PRETTY UGLY
Sigmar Polke said, “The unforseeable is what turns out to be interesting." He might have added, There is no telling what the unforseeable is going to look like; it could be very ugly. As I walked through the Polke exhibit at MoMA I was bowled over by the passion and energy in the work. There’s a vitality to every sketch, every canvas and collage, every page of every notebook, on display. Polke generated ideas feverishly and implemented them with startling immediacy. Each piece, however small in scale or ambition, looks as if it absolutely had to be made, as if, in it, the artist is searching for something essential.

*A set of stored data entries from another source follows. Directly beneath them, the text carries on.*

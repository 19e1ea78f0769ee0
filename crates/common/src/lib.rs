//! Common utilities and shared types for polls-rs.
//!
//! This crate provides foundational components used across all polls-rs crates:
//!
//! - **Configuration**: Application settings via [`Config`]
//! - **Error handling**: Unified error types via [`AppError`] and [`AppResult`]
//! - **ID Generation**: ULID-based identifiers and tokens via [`IdGenerator`]
//!
//! # Example
//!
//! ```no_run
//! use polls_common::{Config, IdGenerator, AppResult};
//!
//! fn example() -> AppResult<()> {
//!     let config = Config::load()?;
//!     let id_gen = IdGenerator::new();
//!     let id = id_gen.user_id();
//!     println!("Serving {} as {}", config.server.url, id);
//!     Ok(())
//! }
//! ```

pub mod config;
pub mod error;
pub mod id;

pub use config::Config;
pub use error::{AppError, AppResult, LOGIN_PATH};
pub use id::IdGenerator;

Of course there’s no covenant that art must be pretty, but it’s something I hope for. In addition to being powerful (i.e. carrying indelible emotional impact), and surprising (i.e. exposing something unseen) I expect a great painting or sculpture to be complexly internally balanced, judiciously composed, possessing a deep order, a formal beauty, that stills and silences.
Polke’s work, which is substantial, has something altogether different: an untidy, over-ripe physicality. He makes collages cluttered with roughly cut magazine clippings, and paintings with arrays of images running across patchworks of printed fabrics. His is a strange, unglamorous style. He leaves audacious stretches of a canvas bare, he draws by filling the margins of a page with cartoons, he studs plywood and wire sculptures with little baby potatoes. The uncensored aesthetic gives his work a highly personal, expressive character. It’s not ugly, really, because it’s unconcerned with what is beautiful.